>>>

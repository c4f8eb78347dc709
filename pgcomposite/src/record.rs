//! Decoded composite value.
//!
//! - [`Record`]
//! - [`IntoIter`]
use std::{fmt, ops::Index};

use crate::{common::ByteStr, value::Value};

/// Ordered mapping of field name to value.
///
/// Only non-null fields are present, field order follows the composite type
/// declaration order.
#[derive(Clone, Default, PartialEq)]
pub struct Record {
    fields: Vec<(ByteStr, Value)>,
}

impl Record {
    pub const fn new() -> Self {
        Self { fields: Vec::new() }
    }

    pub fn with_capacity(capacity: usize) -> Self {
        Self { fields: Vec::with_capacity(capacity) }
    }

    /// Returns the number of non-null fields.
    pub fn len(&self) -> usize {
        self.fields.len()
    }

    /// Returns `true` if every field is null.
    pub fn is_empty(&self) -> bool {
        self.fields.is_empty()
    }

    /// Append a field.
    ///
    /// If `name` already present, its value is replaced in place and the
    /// previous value is returned.
    pub fn insert(&mut self, name: impl Into<ByteStr>, value: impl Into<Value>) -> Option<Value> {
        let name = name.into();
        let value = value.into();
        match self.fields.iter_mut().find(|(k, _)| *k == name) {
            Some((_, old)) => Some(std::mem::replace(old, value)),
            None => {
                self.fields.push((name, value));
                None
            }
        }
    }

    /// Append a field without checking for duplicate name.
    pub(crate) fn push(&mut self, name: ByteStr, value: Value) {
        self.fields.push((name, value));
    }

    /// Get value by field name.
    ///
    /// Returns [`None`] if field is null or does not exist.
    pub fn get(&self, name: &str) -> Option<&Value> {
        self.fields.iter().find(|(k, _)| k == name).map(|(_, v)| v)
    }

    /// Returns `true` if field exists and is not null.
    pub fn contains_key(&self, name: &str) -> bool {
        self.get(name).is_some()
    }

    /// Returns field names in order.
    pub fn keys(&self) -> impl Iterator<Item = &str> {
        self.fields.iter().map(|(k, _)| k.as_str())
    }

    /// Returns fields in order.
    pub fn iter(&self) -> impl Iterator<Item = (&str, &Value)> {
        self.fields.iter().map(|(k, v)| (k.as_str(), v))
    }
}

impl Index<&str> for Record {
    type Output = Value;

    /// # Panics
    ///
    /// Panics if field is null or does not exist.
    fn index(&self, name: &str) -> &Self::Output {
        match self.get(name) {
            Some(v) => v,
            None => panic!("field {name:?} is null or does not exist"),
        }
    }
}

impl IntoIterator for Record {
    type Item = (ByteStr, Value);

    type IntoIter = IntoIter;

    fn into_iter(self) -> Self::IntoIter {
        IntoIter { iter: self.fields.into_iter() }
    }
}

/// [`IntoIterator`] implementation from [`Record`].
#[derive(Debug)]
pub struct IntoIter {
    iter: std::vec::IntoIter<(ByteStr, Value)>,
}

impl Iterator for IntoIter {
    type Item = (ByteStr, Value);

    fn next(&mut self) -> Option<Self::Item> {
        self.iter.next()
    }

    fn size_hint(&self) -> (usize, Option<usize>) {
        self.iter.size_hint()
    }
}

impl ExactSizeIterator for IntoIter { }

impl<K: Into<ByteStr>, V: Into<Value>> FromIterator<(K, V)> for Record {
    fn from_iter<T: IntoIterator<Item = (K, V)>>(iter: T) -> Self {
        let mut record = Record::new();
        for (k, v) in iter {
            record.insert(k, v);
        }
        record
    }
}

impl fmt::Debug for Record {
    fn fmt(&self, f: &mut fmt::Formatter<'_>) -> fmt::Result {
        f.debug_map().entries(self.iter()).finish()
    }
}

#[cfg(feature = "serde")]
impl serde::Serialize for Record {
    fn serialize<S>(&self, serializer: S) -> Result<S::Ok, S::Error>
    where
        S: serde::Serializer,
    {
        serializer.collect_map(self.iter())
    }
}

#[cfg(test)]
mod test {
    use super::*;

    #[test]
    fn keeps_insertion_order() {
        let mut record = Record::new();
        record.insert("zeta", 1);
        record.insert("alpha", "a");
        assert_eq!(record.insert("zeta", 2), Some(Value::Int4(1)));

        assert_eq!(record.keys().collect::<Vec<_>>(), ["zeta", "alpha"]);
        assert_eq!(record["zeta"], Value::Int4(2));
        assert!(!record.contains_key("missing"));
        assert_eq!(format!("{record:?}"), r#"{"zeta": 2, "alpha": "a"}"#);
    }
}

<<<

§ **Required action**:
All of the material above needs repeating. Keep it exact.

§ **Worked solution**:
repository c4f8eb78347dc709
filename pgcomposite/src/record.rs
//! Decoded composite value.
//!
//! - [`Record`]
//! - [`IntoIter`]
use std::{fmt, ops::Index};

use crate::{common::ByteStr, value::Value};

/// Ordered mapping of field name to value.
///
/// Only non-null fields are present, field order follows the composite type
/// declaration order.
#[derive(Clone, Default, PartialEq)]
pub struct Record {
    fields: Vec<(ByteStr, Value)>,
}

impl Record {
    pub const fn new() -> Self {
        Self { fields: Vec::new() }
    }

    pub fn with_capacity(capacity: usize) -> Self {
        Self { fields: Vec::with_capacity(capacity) }
    }

    /// Returns the number of non-null fields.
    pub fn len(&self) -> usize {
        self.fields.len()
    }

    /// Returns `true` if every field is null.
    pub fn is_empty(&self) -> bool {
        self.fields.is_empty()
    }

    /// Append a field.
    ///
    /// If `name` already present, its value is replaced in place and the
    /// previous value is returned.
    pub fn insert(&mut self, name: impl Into<ByteStr>, value: impl Into<Value>) -> Option<Value> {
        let name = name.into();
        let value = value.into();
        match self.fields.iter_mut().find(|(k, _)| *k == name) {
            Some((_, old)) => Some(std::mem::replace(old, value)),
            None => {
                self.fields.push((name, value));
                None
            }
        }
    }

    /// Append a field without checking for duplicate name.
    pub(crate) fn push(&mut self, name: ByteStr, value: Value) {
        self.fields.push((name, value));
    }

    /// Get value by field name.
    ///
    /// Returns [`None`] if field is null or does not exist.
    pub fn get(&self, name: &str) -> Option<&Value> {
        self.fields.iter().find(|(k, _)| k == name).map(|(_, v)| v)
    }

    /// Returns `true` if field exists and is not null.
    pub fn contains_key(&self, name: &str) -> bool {
        self.get(name).is_some()
    }

    /// Returns field names in order.
    pub fn keys(&self) -> impl Iterator<Item = &str> {
        self.fields.iter().map(|(k, _)| k.as_str())
    }

    /// Returns fields in order.
    pub fn iter(&self) -> impl Iterator<Item = (&str, &Value)> {
        self.fields.iter().map(|(k, v)| (k.as_str(), v))
    }
}

impl Index<&str> for Record {
    type Output = Value;

    /// # Panics
    ///
    /// Panics if field is null or does not exist.
    fn index(&self, name: &str) -> &Self::Output {
        match self.get(name) {
            Some(v) => v,
            None => panic!("field {name:?} is null or does not exist"),
        }
    }
}

impl IntoIterator for Record {
    type Item = (ByteStr, Value);

    type IntoIter = IntoIter;

    fn into_iter(self) -> Self::IntoIter {
        IntoIter { iter: self.fields.into_iter() }
    }
}

/// [`IntoIterator`] implementation from [`Record`].
#[derive(Debug)]
pub struct IntoIter {
    iter: std::vec::IntoIter<(ByteStr, Value)>,
}

impl Iterator for IntoIter {
    type Item = (ByteStr, Value);

    fn next(&mut self) -> Option<Self::Item> {
        self.iter.next()
    }

    fn size_hint(&self) -> (usize, Option<usize>) {
        self.iter.size_hint()
    }
}

impl ExactSizeIterator for IntoIter { }

impl<K: Into<ByteStr>, V: Into<Value>> FromIterator<(K, V)> for Record {
    fn from_iter<T: IntoIterator<Item = (K, V)>>(iter: T) -> Self {
        let mut record = Record::new();
        for (k, v) in iter {
            record.insert(k, v);
        }
        record
    }
}

impl fmt::Debug for Record {
    fn fmt(&self, f: &mut fmt::Formatter<'_>) -> fmt::Result {
        f.debug_map().entries(self.iter()).finish()
    }
}

#[cfg(feature = "serde")]
impl serde::Serialize for Record {
    fn serialize<S>(&self, serializer: S) -> Result<S::Ok, S::Error>
    where
        S: serde::Serializer,
    {
        serializer.collect_map(self.iter())
    }
}

#[cfg(test)]
mod test {
    use super::*;

    #[test]
    fn keeps_insertion_order() {
        let mut record = Record::new();
        record.insert("zeta", 1);
        record.insert("alpha", "a");
        assert_eq!(record.insert("zeta", 2), Some(Value::Int4(1)));

        assert_eq!(record.keys().collect::<Vec<_>>(), ["zeta", "alpha"]);
        assert_eq!(record["zeta"], Value::Int4(2));
        assert!(!record.contains_key("missing"));
        assert_eq!(format!("{record:?}"), r#"{"zeta": 2, "alpha": "a"}"#);
    }
}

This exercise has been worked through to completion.